Em contrapartida, o ensinar a ler e a escrever é já, simultaneamente, acto de instrução e acto de educação. Acto de instrução, pois se ministra ao aluno o conhecimento das letras, a sua correspondência verbal e a forma de as desenhar correctamente. Mas passado este primeiro estádio instrutivo, o aluno passa a ler e a escrever frases e até textos completos, que não são, como os números, entidades abstractas, mas sim parcelas concretas da vida «literalizada», «estilizada» ou «idealizada». Por conseguinte, ao mesmo tempo que recebe «instrução», o aluno recebe «educação», pois se abre à mensagem literária, estilística, por assim dizer «explicativa» e «filosófica» que se encerra nessas frases e textos. Insistimos neste aspecto do problema, porque todo o trecho literário, contendo uma concepção da vida e do mundo e manifestando uma típica sensualidade, exerce no leitor uma influência que pode ser, conforme o ponto de vista em que nos colocarmos, benéfica ou maléfica.
António Quadros |
As leituras a ministrar aos adultos em recuperação, deverão pois possuir variedade, plasticidade e diversidade, a fim de que se não percam as características «sui generis» de cada província ou região. A colecção de livros educativos a ser editada brevemente pela «Campanha Nacional de Educação de Adultos» presta-se admiravelmente a este propósito. Trata-se de educar, repetimos, e não apenas de instruir.

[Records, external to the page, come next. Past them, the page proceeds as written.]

use serde::{Deserialize, Deserializer, Serialize};

/// Punto geográfico en el formato que espera el SDK (`{ lat, lng }`)
#[derive(Debug, Clone, Copy, PartialEq, Serialize, Deserialize)]
pub struct Coordinates {
    pub lat: f64,
    pub lng: f64,
}

impl Coordinates {
    pub fn new(lat: f64, lng: f64) -> Self {
        Self { lat, lng }
    }

    pub fn is_within_range(&self) -> bool {
        self.lat.is_finite()
            && self.lng.is_finite()
            && (-90.0..=90.0).contains(&self.lat)
            && (-180.0..=180.0).contains(&self.lng)
    }
}

/// Coordenadas tal como llegan del backend; cualquiera de los dos campos puede faltar
#[derive(Debug, Clone, Copy, PartialEq, Default, Serialize, Deserialize)]
pub struct ReportCoordinates {
    #[serde(default, deserialize_with = "deserialize_component")]
    pub latitude: Option<f64>,
    #[serde(default, deserialize_with = "deserialize_component")]
    pub longitude: Option<f64>,
}

/// Componente de coordenada tolerante: número o cadena numérica.
/// Cualquier otro valor queda en `None` en vez de romper la decodificación del reporte.
fn deserialize_component<'de, D>(deserializer: D) -> Result<Option<f64>, D::Error>
where
    D: Deserializer<'de>,
{
    let value = Option::<serde_json::Value>::deserialize(deserializer)?;
    Ok(value.and_then(|v| match v {
        serde_json::Value::Number(n) => n.as_f64(),
        serde_json::Value::String(s) => s.trim().parse().ok(),
        _ => None,
    }))
}

impl ReportCoordinates {
    /// Convierte a `Coordinates` si el par es utilizable.
    /// Un componente en 0 cuenta como ausente (el backend usa 0 como "sin valor").
    pub fn resolve(&self) -> Option<Coordinates> {
        let lat = self.latitude.filter(|v| *v != 0.0)?;
        let lng = self.longitude.filter(|v| *v != 0.0)?;
        let coords = Coordinates::new(lat, lng);
        coords.is_within_range().then_some(coords)
    }
}

#[cfg(test)]
mod tests {
    use super::*;

    fn raw(latitude: Option<f64>, longitude: Option<f64>) -> ReportCoordinates {
        ReportCoordinates { latitude, longitude }
    }

    #[test]
    fn resolves_complete_pair() {
        assert_eq!(
            raw(Some(12.9), Some(74.8)).resolve(),
            Some(Coordinates::new(12.9, 74.8))
        );
    }

    #[test]
    fn missing_component_does_not_resolve() {
        assert_eq!(raw(None, Some(74.8)).resolve(), None);
        assert_eq!(raw(Some(12.9), None).resolve(), None);
        assert_eq!(raw(None, None).resolve(), None);
    }

    #[test]
    fn zero_component_counts_as_missing() {
        assert_eq!(raw(Some(0.0), Some(74.8)).resolve(), None);
        assert_eq!(raw(Some(12.9), Some(0.0)).resolve(), None);
    }

    #[test]
    fn decodes_numeric_strings_and_drops_garbage() {
        let parsed: ReportCoordinates =
            serde_json::from_str(r#"{ "latitude": "12.91", "longitude": 74.85 }"#).unwrap();
        assert_eq!(parsed.resolve(), Some(Coordinates::new(12.91, 74.85)));

        let garbage: ReportCoordinates =
            serde_json::from_str(r#"{ "latitude": "north", "longitude": [74.85] }"#).unwrap();
        assert_eq!(garbage, ReportCoordinates::default());
        assert_eq!(garbage.resolve(), None);
    }

    #[test]
    fn out_of_range_or_nan_is_rejected() {
        assert_eq!(raw(Some(91.0), Some(74.8)).resolve(), None);
        assert_eq!(raw(Some(12.9), Some(-180.5)).resolve(), None);
        assert_eq!(raw(Some(f64::NAN), Some(74.8)).resolve(), None);
    }
}
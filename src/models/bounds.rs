use super::Coordinates;

/// Rectángulo mínimo (lat/lng) que contiene un conjunto de puntos
#[derive(Debug, Clone, Copy, PartialEq)]
pub struct LatLngBounds {
    pub south: f64,
    pub west: f64,
    pub north: f64,
    pub east: f64,
}

impl LatLngBounds {
    /// Bounds degenerados en un solo punto
    pub fn from_point(point: Coordinates) -> Self {
        Self {
            south: point.lat,
            west: point.lng,
            north: point.lat,
            east: point.lng,
        }
    }

    /// Construye los bounds de todos los puntos; `None` si no hay ninguno
    pub fn from_points<I>(points: I) -> Option<Self>
    where
        I: IntoIterator<Item = Coordinates>,
    {
        let mut iter = points.into_iter();
        let first = iter.next()?;
        let mut bounds = Self::from_point(first);
        for point in iter {
            bounds.extend(point);
        }
        Some(bounds)
    }

    pub fn extend(&mut self, point: Coordinates) {
        self.south = self.south.min(point.lat);
        self.north = self.north.max(point.lat);
        self.west = self.west.min(point.lng);
        self.east = self.east.max(point.lng);
    }

    /// Centroide del rectángulo
    pub fn center(&self) -> Coordinates {
        Coordinates::new(
            (self.south + self.north) / 2.0,
            (self.west + self.east) / 2.0,
        )
    }

    pub fn south_west(&self) -> Coordinates {
        Coordinates::new(self.south, self.west)
    }

    pub fn north_east(&self) -> Coordinates {
        Coordinates::new(self.north, self.east)
    }
}

#[cfg(test)]
mod tests {
    use super::*;

    fn approx(a: f64, b: f64) -> bool {
        (a - b).abs() < 1e-9
    }

    #[test]
    fn no_points_no_bounds() {
        assert_eq!(LatLngBounds::from_points(Vec::new()), None);
    }

    #[test]
    fn single_point_is_its_own_center() {
        let p = Coordinates::new(12.9141, 74.856);
        let bounds = LatLngBounds::from_points([p]).unwrap();
        assert_eq!(bounds.center(), p);
        assert_eq!(bounds.south_west(), bounds.north_east());
    }

    #[test]
    fn center_of_two_reports() {
        let bounds = LatLngBounds::from_points([
            Coordinates::new(12.90, 74.80),
            Coordinates::new(12.92, 74.90),
        ])
        .unwrap();
        let center = bounds.center();
        assert!(approx(center.lat, 12.91));
        assert!(approx(center.lng, 74.85));
    }

    #[test]
    fn extend_grows_to_enclose_every_point() {
        let points = [
            Coordinates::new(12.95, 74.82),
            Coordinates::new(12.88, 74.86),
            Coordinates::new(12.91, 74.79),
            Coordinates::new(12.93, 74.91),
        ];
        let bounds = LatLngBounds::from_points(points).unwrap();
        assert_eq!(bounds.south_west(), Coordinates::new(12.88, 74.79));
        assert_eq!(bounds.north_east(), Coordinates::new(12.95, 74.91));
        assert!(points.iter().all(|p| {
            (bounds.south..=bounds.north).contains(&p.lat) && (bounds.west..=bounds.east).contains(&p.lng)
        }));
    }
}
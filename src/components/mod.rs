pub mod app;
pub mod google_map;
pub mod marker_item;

pub use app::App;
pub use google_map::GoogleMapSection;
pub use marker_item::MarkerItem;
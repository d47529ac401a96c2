// ============================================================================
// GOOGLE MAPS LOADER - Inyección del script de la API JS
// ============================================================================

use wasm_bindgen::prelude::*;
use wasm_bindgen::JsCast;
use web_sys::{EventTarget, HtmlScriptElement};

use crate::utils::google_maps_ffi::{google_maps_script_url, is_google_maps_available};
use super::MapError;

/// Listeners de `load`/`error` sobre el `<script>`; se quitan al hacer drop
pub struct ScriptLoad {
    target: EventTarget,
    on_load: Closure<dyn FnMut(web_sys::Event)>,
    on_error: Closure<dyn FnMut(web_sys::Event)>,
}

impl Drop for ScriptLoad {
    fn drop(&mut self) {
        let _ = self.target
            .remove_event_listener_with_callback("load", self.on_load.as_ref().unchecked_ref());
        let _ = self.target
            .remove_event_listener_with_callback("error", self.on_error.as_ref().unchecked_ref());
    }
}

pub enum LoadOutcome {
    /// `google.maps` ya estaba disponible
    AlreadyLoaded,
    /// El script está cargando; `on_ready` se llamará en su evento `load`
    Pending(ScriptLoad),
}

/// Asegura que el script exista una sola vez (por `script_id`) y escucha su carga
pub fn load_google_maps<F>(script_id: &str, api_key: &str, on_ready: F) -> Result<LoadOutcome, MapError>
where
    F: Fn() + 'static,
{
    if is_google_maps_available() {
        return Ok(LoadOutcome::AlreadyLoaded);
    }

    let document = web_sys::window()
        .and_then(|w| w.document())
        .ok_or_else(|| MapError::Dom("document not available".to_string()))?;

    let script: HtmlScriptElement = match document.get_element_by_id(script_id) {
        Some(existing) => {
            log::info!("🔁 Script {} ya presente, esperando su carga", script_id);
            existing
                .dyn_into()
                .map_err(|_| MapError::Dom(format!("#{} is not a <script>", script_id)))?
        }
        None => {
            if api_key.is_empty() {
                log::warn!("⚠️ GOOGLE_MAPS_API_KEY vacía, el SDK probablemente rechazará la carga");
            }
            let script: HtmlScriptElement = document
                .create_element("script")
                .map_err(|e| MapError::Dom(format!("{:?}", e)))?
                .dyn_into()
                .map_err(|_| MapError::Dom("created element is not a <script>".to_string()))?;
            script.set_id(script_id);
            script.set_src(&google_maps_script_url(api_key));
            script.set_async(true);
            script.set_defer(true);

            let head = document
                .head()
                .ok_or_else(|| MapError::Dom("document has no <head>".to_string()))?;
            head.append_child(&script).map_err(|e| MapError::Dom(format!("{:?}", e)))?;
            log::info!("📥 Script de Google Maps inyectado");
            script
        }
    };

    let on_load = Closure::wrap(Box::new(move |_e: web_sys::Event| {
        if is_google_maps_available() {
            log::info!("✅ Google Maps SDK cargado");
            on_ready();
        } else {
            log::error!("❌ Script cargado pero google.maps no está disponible");
        }
    }) as Box<dyn FnMut(web_sys::Event)>);

    let on_error = Closure::wrap(Box::new(move |_e: web_sys::Event| {
        log::error!("❌ Error cargando el script de Google Maps");
    }) as Box<dyn FnMut(web_sys::Event)>);

    let target: EventTarget = script.into();
    target
        .add_event_listener_with_callback("load", on_load.as_ref().unchecked_ref())
        .map_err(|e| MapError::Dom(format!("{:?}", e)))?;
    target
        .add_event_listener_with_callback("error", on_error.as_ref().unchecked_ref())
        .map_err(|e| MapError::Dom(format!("{:?}", e)))?;

    Ok(LoadOutcome::Pending(ScriptLoad {
        target,
        on_load,
        on_error,
    }))
}
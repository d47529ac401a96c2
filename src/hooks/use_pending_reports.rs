// ============================================================================
// USE PENDING REPORTS HOOK - Fetch único de reportes al montar
// ============================================================================
// Hook nativo de Yew - Delega lógica al ViewModel
// ============================================================================

use yew::prelude::*;

use crate::config::CONFIG;
use crate::services::ApiClient;
use crate::stores::ReportsStore;
use crate::viewmodels::MapViewModel;

/// Reportes pendientes + vista derivada. Se piden una sola vez, sin suscripción.
#[hook]
pub fn use_pending_reports() -> UseStateHandle<ReportsStore> {
    let state = use_state(|| ReportsStore::new(&CONFIG.map_config));

    {
        let state = state.clone();
        use_effect_with((), move |_| {
            // Sin cancelación: si el componente se desmonta, el resultado se descarta
            wasm_bindgen_futures::spawn_local(async move {
                let client = ApiClient::new();
                let store = MapViewModel::load_reports(&client, &CONFIG.map_config).await;
                state.set(store);
            });
            || ()
        });
    }

    state
}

O caminho a seguir pelos educadores de adultos será em consequência, o respeito pelos valores etnográficos, sociais e tradicionais transcendentes a cada um dos iletrados em trabalho de recuperação cultural. Um nivelamento excessivo significaria empobrecimento espiritual.
Uma mentalidade «de cidade», uma mentalidade «fabril» inculcada a pessoas que se formaram num outro circunstancialismo e num outro ambiente, não deixaria de provocar desequilíbrio espiritual de incertas consequências, enquanto a atenção constante às coordenadas dadas pela geografia, pela história e pela etnografia significaria a acentuação e o desenvolvimento de qualidades em potência. Deve-se instruir, «educando» – e não «instruir» ao acaso, sem uma valorização educativa. Só exercendo simultaneamente uma dupla acção instrutiva e educativa, se encaminha o adulto iletrado para o plano da cultura (in A Campanha, Orgão da Campanha de Educação de Adultos, 1 de Dez. de 1953, pp. 9-10).